*DATA TO PROCESS*
impl GpuScene {
    pub fn new(backend: &mut dyn GraphicsBackend, max_lights: usize) -> BackendResult<Self> {
        let uniform = |binding| BindGroupLayoutEntry {
            binding,
            visibility: ShaderStageFlags::VERTEX_FRAGMENT,
            ty: BindingType::UniformBuffer,
        };
        let frame_layout = backend.create_bind_group_layout(&[uniform(0), uniform(1)])?;
        let object_layout = backend.create_bind_group_layout(&[uniform(0)])?;

        let mut material_entries: Vec<BindGroupLayoutEntry> = (0..4)
            .map(|binding| BindGroupLayoutEntry {
                binding,
                visibility: ShaderStageFlags::FRAGMENT,
                ty: BindingType::Texture {
                    sample_type: TextureSampleType::Float { filterable: true },
                },
            })
            .collect();
        material_entries.extend((4..8).map(|binding| BindGroupLayoutEntry {
            binding,
            visibility: ShaderStageFlags::FRAGMENT,
            ty: BindingType::Sampler { filtering: true },
        }));
        let material_layout = backend.create_bind_group_layout(&material_entries)?;

        let camera_buffer =
            backend.create_buffer(&BufferDescriptor::uniform::<CameraUniformData>("Camera Uniforms"))?;
        let params_buffer =
            backend.create_buffer(&BufferDescriptor::uniform::<FrameParams>("Frame Params"))?;
        let frame_bind_group = backend.create_bind_group(
            frame_layout,
            &[
                (0, BindGroupEntry::buffer(camera_buffer)),
                (1, BindGroupEntry::buffer(params_buffer)),
            ],
        )?;

        let max_lights = max_lights.max(1);
        let lights_buffer = backend.create_buffer(&BufferDescriptor {
            label: Some("Point Lights".into()),
            size: (max_lights * std::mem::size_of::<GpuPointLight>()) as u64,
            usage: BufferUsage::STORAGE | BufferUsage::COPY_DST,
        })?;

        let defaults = DefaultTextures {
            diffuse: GpuTexture::create(backend, &TextureData::default_diffuse())?,
            specular: GpuTexture::create(backend, &TextureData::default_specular())?,
            normal: GpuTexture::create(backend, &TextureData::default_normal())?,
            height: GpuTexture::create(backend, &TextureData::default_height())?,
        };

        Ok(Self {
            frame_layout,
            object_layout,
            material_layout,
            frame_bind_group,
            lights_buffer,
            camera_buffer,
            params_buffer,
            max_lights,
            light_count: 0,
            overflow_warned: None,
            defaults,
            models: Vec::new(),
            objects: Vec::new(),
            emissives: Vec::new(),
        })
    }

    pub fn max_lights(&self) -> usize {
        self.max_lights
    }

    /// Lights written by the last [`GpuScene::update`]
    pub fn light_count(&self) -> u32 {
        self.light_count
    }

    pub fn model(&self, index: usize) -> Option<&GpuModel> {
        self.models.get(index)
    }

    pub fn objects(&self) -> &[GpuObject] {
        &self.objects
    }

    pub fn emissives(&self) -> &[GpuObject] {
        &self.emissives
    }

    /// Upload models, renderables and emissives added since the last call
    pub fn sync(&mut self, backend: &mut dyn GraphicsBackend, scene: &Scene) -> RendererResult<()> {
        for model in scene.models().iter().skip(self.models.len()) {
            let gpu_model = self.upload_model(backend, model)?;
            self.models.push(gpu_model);
        }

        for renderable in scene.geometry().iter().skip(self.objects.len()) {
            let model = self.check_model(renderable.model.0)?;
            let object = self.create_object(backend, model, "Object Uniforms")?;
            self.objects.push(object);
        }

        for emissive in scene.emissives().iter().skip(self.emissives.len()) {
            let model = self.check_model(emissive.model.0)?;
            let object = self.create_object(backend, model, "Emissive Uniforms")?;
            self.emissives.push(object);
        }

        Ok(())
    }

    fn check_model(&self, index: usize) -> RendererResult<usize> {
        if index < self.models.len() {
            Ok(index)
        } else {
            Err(SceneError::UnknownModel(ModelId(index)).into())
        }
    }

    fn create_object(
        &self,
        backend: &mut dyn GraphicsBackend,
        model: usize,
        label: &str,
    ) -> BackendResult<GpuObject> {
        let buffer = backend.create_buffer(&BufferDescriptor::uniform::<ObjectUniforms>(label))?;
        let bind_group =
            backend.create_bind_group(self.object_layout, &[(0, BindGroupEntry::buffer(buffer))])?;
        Ok(GpuObject {
            model,
            buffer,
            bind_group,
        })
    }

    fn upload_model(&self, backend: &mut dyn GraphicsBackend, model: &Model) -> RendererResult<GpuModel> {
        let textures = model
            .textures
            .iter()
            .map(|data| GpuTexture::create(backend, data))
            .collect::<BackendResult<Vec<_>>>()?;

        let mut meshes = Vec::with_capacity(model.meshes.len());
        for model_mesh in &model.meshes {
            let mesh = &model_mesh.mesh;
            let vertex_buffer = backend.create_buffer_init(
                &BufferDescriptor {
                    label: Some(format!("{} vertices", mesh.name)),
                    size: mesh.vertex_bytes().len() as u64,
                    usage: BufferUsage::VERTEX | BufferUsage::COPY_DST,
                },
                mesh.vertex_bytes(),
            )?;
            let index_buffer = backend.create_buffer_init(
                &BufferDescriptor {
                    label: Some(format!("{} indices", mesh.name)),
                    size: mesh.index_bytes().len() as u64,
                    usage: BufferUsage::INDEX | BufferUsage::COPY_DST,
                },
                mesh.index_bytes(),
            )?;

            let bound: Vec<&GpuTexture> = TEXTURE_ROLES
                .iter()
                .map(|&role| {
                    model_mesh
                        .textures
                        .get(role)
                        .and_then(|i| textures.get(i))
                        .unwrap_or_else(|| self.defaults.get(role))
                })
                .collect();
            let mut entries: Vec<(u32, BindGroupEntry)> = bound
                .iter()
                .enumerate()
                .map(|(i, t)| (i as u32, BindGroupEntry::Texture(t.view)))
                .collect();
            entries.extend(
                bound
                    .iter()
                    .enumerate()
                    .map(|(i, t)| (i as u32 + 4, BindGroupEntry::Sampler(t.sampler))),
            );
            let material = backend.create_bind_group(self.material_layout, &entries)?;

            meshes.push(GpuMesh {
                vertex_buffer,
                index_buffer,
                index_count: mesh.index_count() as u32,
                material,
            });
        }

        log::debug!(
            "Uploaded model '{}': {} meshes, {} textures",
            model.name,
            meshes.len(),
            textures.len()
        );

        Ok(GpuModel { meshes, textures })
    }

    /// True once per distinct light count above capacity
    fn note_light_overflow(&mut self, count: usize) -> bool {
        if count <= self.max_lights {
            self.overflow_warned = None;
            return false;
        }
        self.overflow_warned.replace(count) != Some(count)
    }

    /// Write camera, parameters, lights and object uniforms for this frame
    pub fn update(
        &mut self,
        backend: &mut dyn GraphicsBackend,
        scene: &Scene,
        camera: &Camera,
        aspect: f32,
        mut params: FrameParams,
    ) -> RendererResult<()> {
        let lights = scene.lights();
        if self.note_light_overflow(lights.len()) {
            log::warn!(
                "Scene has {} lights, only the first {} are shaded",
                lights.len(),
                self.max_lights
            );
        }
        let records: Vec<GpuPointLight> = lights
            .iter()
            .take(self.max_lights)
            .map(|l| l.to_gpu())
            .collect();
        if !records.is_empty() {
            backend.write_buffer(self.lights_buffer, 0, bytemuck::cast_slice(&records));
        }
        self.light_count = records.len() as u32;
        params.light_count = self.light_count;

        backend.write_buffer(
            self.camera_buffer,
            0,
            bytemuck::bytes_of(&camera.uniform_data(aspect)),
        );
        backend.write_buffer(self.params_buffer, 0, bytemuck::bytes_of(&params));

        for (renderable, object) in scene.geometry().iter().zip(&self.objects) {
            let uniforms = ObjectUniforms::new(&renderable.transform, Vec3::ZERO);
            backend.write_buffer(object.buffer, 0, bytemuck::bytes_of(&uniforms));
        }

        for (emissive, object) in scene.emissives().iter().zip(&self.emissives) {
            let light = scene.light(emissive.light)?;
            let uniforms = ObjectUniforms::new(&emissive.transform, light.color());
            backend.write_buffer(object.buffer, 0, bytemuck::bytes_of(&uniforms));
        }

        Ok(())
    }

    /// Destroy every resource the scene owns
    pub fn destroy(&mut self, backend: &mut dyn GraphicsBackend) {
        for object in self.objects.drain(..).chain(self.emissives.drain(..)) {
            backend.destroy_bind_group(object.bind_group);
            backend.destroy_buffer(object.buffer);
        }
        for model in self.models.drain(..) {
            for mesh in model.meshes {
                backend.destroy_bind_group(mesh.material);
                backend.destroy_buffer(mesh.vertex_buffer);
                backend.destroy_buffer(mesh.index_buffer);
            }
            for texture in model.textures {
                texture.destroy(backend);
            }
        }
        for role in TEXTURE_ROLES {
            self.defaults.get(role).destroy(backend);
        }
        backend.destroy_bind_group(self.frame_bind_group);
        backend.destroy_buffer(self.camera_buffer);
        backend.destroy_buffer(self.params_buffer);
        backend.destroy_buffer(self.lights_buffer);
        backend.destroy_bind_group_layout(self.frame_layout);
        backend.destroy_bind_group_layout(self.object_layout);
        backend.destroy_bind_group_layout(self.material_layout);
    }
}
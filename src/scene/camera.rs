//! First-person camera

use bytemuck::{Pod, Zeroable};
use glam::{Mat4, Vec3, Vec4};

pub const DEFAULT_YAW: f32 = -90.0;
pub const DEFAULT_PITCH: f32 = 0.0;
pub const DEFAULT_SPEED: f32 = 2.5;
pub const DEFAULT_SENSITIVITY: f32 = 0.1;
pub const DEFAULT_FOV: f32 = 45.0;

/// Yaw/pitch camera; angles and field of view are in degrees
#[derive(Debug, Clone)]
pub struct Camera {
    pub position: Vec3,
    front: Vec3,
    up: Vec3,
    right: Vec3,
    world_up: Vec3,
    yaw: f32,
    pitch: f32,
    fov: f32,
    pub move_speed: f32,
    pub mouse_sensitivity: f32,
    pub near: f32,
    pub far: f32,
}

impl Default for Camera {
    fn default() -> Self {
        Self::new(Vec3::new(0.0, 0.0, 3.0))
    }
}

impl Camera {
    pub fn new(position: Vec3) -> Self {
        let mut camera = Self {
            position,
            front: -Vec3::Z,
            up: Vec3::Y,
            right: Vec3::X,
            world_up: Vec3::Y,
            yaw: DEFAULT_YAW,
            pitch: DEFAULT_PITCH,
            fov: DEFAULT_FOV,
            move_speed: DEFAULT_SPEED,
            mouse_sensitivity: DEFAULT_SENSITIVITY,
            near: 0.1,
            far: 100.0,
        };
        camera.update_vectors();
        camera
    }

    pub fn with_clip_planes(mut self, near: f32, far: f32) -> Self {
        self.near = near;
        self.far = far;
        self
    }

    fn update_vectors(&mut self) {
        let (yaw, pitch) = (self.yaw.to_radians(), self.pitch.to_radians());
        self.front = Vec3::new(yaw.cos() * pitch.cos(), pitch.sin(), yaw.sin() * pitch.cos())
            .normalize();
        self.right = self.front.cross(self.world_up).normalize();
        self.up = self.right.cross(self.front).normalize();
    }

    pub fn front(&self) -> Vec3 {
        self.front
    }

    pub fn right(&self) -> Vec3 {
        self.right
    }

    pub fn up(&self) -> Vec3 {
        self.up
    }

    pub fn yaw(&self) -> f32 {
        self.yaw
    }

    pub fn pitch(&self) -> f32 {
        self.pitch
    }

    pub fn fov(&self) -> f32 {
        self.fov
    }

    pub fn translate(&mut self, delta: Vec3) {
        self.position += delta;
    }

    /// Narrow the field of view by `delta` degrees, kept within [1, 45]
    pub fn zoom(&mut self, delta: f32) {
        self.fov = (self.fov - delta).clamp(1.0, DEFAULT_FOV);
    }

    pub fn rotate_yaw(&mut self, delta: f32) {
        self.yaw += delta;
        self.update_vectors();
    }

    /// Pitch is kept within [-89, 89] so the view never flips
    pub fn rotate_pitch(&mut self, delta: f32) {
        self.pitch = (self.pitch + delta).clamp(-89.0, 89.0);
        self.update_vectors();
    }

    /// Get the view matrix
    pub fn view_matrix(&self) -> Mat4 {
        Mat4::look_at_rh(self.position, self.position + self.front, self.up)
    }

    /// View matrix looking backwards along `-front`
    pub fn reverse_view_matrix(&self) -> Mat4 {
        Mat4::look_at_rh(self.position, self.position - self.front, self.up)
    }

    /// Get the projection matrix
    pub fn projection_matrix(&self, aspect: f32) -> Mat4 {
        Mat4::perspective_rh(self.fov.to_radians(), aspect.max(f32::EPSILON), self.near, self.far)
    }

    /// Build camera uniform data for shaders
    pub fn uniform_data(&self, aspect: f32) -> CameraUniformData {
        let view = self.view_matrix();
        let proj = self.projection_matrix(aspect);

        CameraUniformData {
            view,
            proj,
            view_proj: proj * view,
            position: self.position.extend(1.0),
            near_far: Vec4::new(self.near, self.far, 0.0, 0.0),
        }
    }
}

/// Camera uniform data for GPU
#[repr(C)]
#[derive(Debug, Clone, Copy, Pod, Zeroable)]
pub struct CameraUniformData {
    pub view: Mat4,
    pub proj: Mat4,
    pub view_proj: Mat4,
    pub position: Vec4,
    pub near_far: Vec4,
}

#[cfg(test)]
mod tests {
    use super::*;

    fn approx(a: Vec3, b: Vec3) -> bool {
        (a - b).length() < 1e-5
    }

    #[test]
    fn test_default_looks_down_negative_z() {
        let camera = Camera::default();
        assert!(approx(camera.front(), -Vec3::Z));
        assert!(approx(camera.right(), Vec3::X));
        assert!(approx(camera.up(), Vec3::Y));
        assert_eq!(camera.position, Vec3::new(0.0, 0.0, 3.0));
    }

    #[test]
    fn test_zoom_clamps() {
        let mut camera = Camera::default();
        camera.zoom(-10.0);
        assert_eq!(camera.fov(), 45.0);
        camera.zoom(100.0);
        assert_eq!(camera.fov(), 1.0);
        camera.zoom(-4.0);
        assert_eq!(camera.fov(), 5.0);
    }

    #[test]
    fn test_pitch_clamps() {
        let mut camera = Camera::default();
        camera.rotate_pitch(120.0);
        assert_eq!(camera.pitch(), 89.0);
        camera.rotate_pitch(-500.0);
        assert_eq!(camera.pitch(), -89.0);
    }

    #[test]
    fn test_yaw_turns_right() {
        let mut camera = Camera::default();
        camera.rotate_yaw(90.0);
        assert!(approx(camera.front(), Vec3::X));
    }

    #[test]
    fn test_reverse_view_faces_backwards() {
        let camera = Camera::default();
        let target = Vec3::new(0.0, 0.0, 10.0);
        // Behind the camera, so in front of the reversed view (negative view-space z)
        assert!(camera.reverse_view_matrix().transform_point3(target).z < 0.0);
        assert!(camera.view_matrix().transform_point3(target).z > 0.0);
    }
}
impl WgpuBackend {
    fn convert_texture_format(format: TextureFormat) -> wgpu::TextureFormat {
        match format {
            TextureFormat::Rgba8Unorm => wgpu::TextureFormat::Rgba8Unorm,
            TextureFormat::Rgba8UnormSrgb => wgpu::TextureFormat::Rgba8UnormSrgb,
            TextureFormat::Bgra8Unorm => wgpu::TextureFormat::Bgra8Unorm,
            TextureFormat::Bgra8UnormSrgb => wgpu::TextureFormat::Bgra8UnormSrgb,
            TextureFormat::Rgba16Float => wgpu::TextureFormat::Rgba16Float,
            TextureFormat::Depth32Float => wgpu::TextureFormat::Depth32Float,
        }
    }

    fn convert_texture_format_back(format: wgpu::TextureFormat) -> Option<TextureFormat> {
        match format {
            wgpu::TextureFormat::Rgba8Unorm => Some(TextureFormat::Rgba8Unorm),
            wgpu::TextureFormat::Rgba8UnormSrgb => Some(TextureFormat::Rgba8UnormSrgb),
            wgpu::TextureFormat::Bgra8Unorm => Some(TextureFormat::Bgra8Unorm),
            wgpu::TextureFormat::Bgra8UnormSrgb => Some(TextureFormat::Bgra8UnormSrgb),
            wgpu::TextureFormat::Rgba16Float => Some(TextureFormat::Rgba16Float),
            _ => None,
        }
    }

    fn convert_buffer_usage(usage: BufferUsage) -> wgpu::BufferUsages {
        let mut result = wgpu::BufferUsages::empty();
        if usage.contains(BufferUsage::COPY_DST) {
            result |= wgpu::BufferUsages::COPY_DST;
        }
        if usage.contains(BufferUsage::INDEX) {
            result |= wgpu::BufferUsages::INDEX;
        }
        if usage.contains(BufferUsage::VERTEX) {
            result |= wgpu::BufferUsages::VERTEX;
        }
        if usage.contains(BufferUsage::UNIFORM) {
            result |= wgpu::BufferUsages::UNIFORM;
        }
        if usage.contains(BufferUsage::STORAGE) {
            result |= wgpu::BufferUsages::STORAGE;
        }
        result
    }

    fn convert_texture_usage(usage: TextureUsage) -> wgpu::TextureUsages {
        let mut result = wgpu::TextureUsages::empty();
        if usage.contains(TextureUsage::COPY_SRC) {
            result |= wgpu::TextureUsages::COPY_SRC;
        }
        if usage.contains(TextureUsage::COPY_DST) {
            result |= wgpu::TextureUsages::COPY_DST;
        }
        if usage.contains(TextureUsage::TEXTURE_BINDING) {
            result |= wgpu::TextureUsages::TEXTURE_BINDING;
        }
        if usage.contains(TextureUsage::RENDER_ATTACHMENT) {
            result |= wgpu::TextureUsages::RENDER_ATTACHMENT;
        }
        result
    }

    fn convert_vertex_format(format: VertexFormat) -> wgpu::VertexFormat {
        match format {
            VertexFormat::Float32x2 => wgpu::VertexFormat::Float32x2,
            VertexFormat::Float32x3 => wgpu::VertexFormat::Float32x3,
            VertexFormat::Float32x4 => wgpu::VertexFormat::Float32x4,
        }
    }

    fn convert_compare_function(func: CompareFunction) -> wgpu::CompareFunction {
        match func {
            CompareFunction::Less => wgpu::CompareFunction::Less,
            CompareFunction::LessEqual => wgpu::CompareFunction::LessEqual,
            CompareFunction::Always => wgpu::CompareFunction::Always,
        }
    }

    fn convert_filter_mode(mode: FilterMode) -> wgpu::FilterMode {
        match mode {
            FilterMode::Nearest => wgpu::FilterMode::Nearest,
            FilterMode::Linear => wgpu::FilterMode::Linear,
        }
    }

    fn convert_address_mode(mode: AddressMode) -> wgpu::AddressMode {
        match mode {
            AddressMode::ClampToEdge => wgpu::AddressMode::ClampToEdge,
            AddressMode::Repeat => wgpu::AddressMode::Repeat,
        }
    }

    fn convert_load_op<V>(op: &LoadOp, clear: impl FnOnce(&[f32; 4]) -> V) -> wgpu::LoadOp<V> {
        match op {
            LoadOp::Clear(color) => wgpu::LoadOp::Clear(clear(color)),
            LoadOp::Load => wgpu::LoadOp::Load,
        }
    }

    fn convert_store_op(op: StoreOp) -> wgpu::StoreOp {
        match op {
            StoreOp::Store => wgpu::StoreOp::Store,
            StoreOp::Discard => wgpu::StoreOp::Discard,
        }
    }

    fn allocate_id(&mut self) -> u64 {
        let id = self.next_id;
        self.next_id += 1;
        id
    }

    /// Clamp to device limits while maintaining aspect ratio
    fn clamp_surface_size(max_size: u32, width: u32, height: u32) -> (u32, u32) {
        if width > max_size || height > max_size {
            let scale = (max_size as f32 / width as f32).min(max_size as f32 / height as f32);
            (
                ((width as f32 * scale) as u32).max(1),
                ((height as f32 * scale) as u32).max(1),
            )
        } else {
            (width.max(1), height.max(1))
        }
    }
}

*WHAT TO WORK ON*
Look over the material above and report each line holding "records".

*ANSWER TO THE PROBLEM*
        let records: Vec<GpuPointLight> = lights
        if !records.is_empty() {
            backend.write_buffer(self.lights_buffer, 0, bytemuck::cast_slice(&records));
        self.light_count = records.len() as u32;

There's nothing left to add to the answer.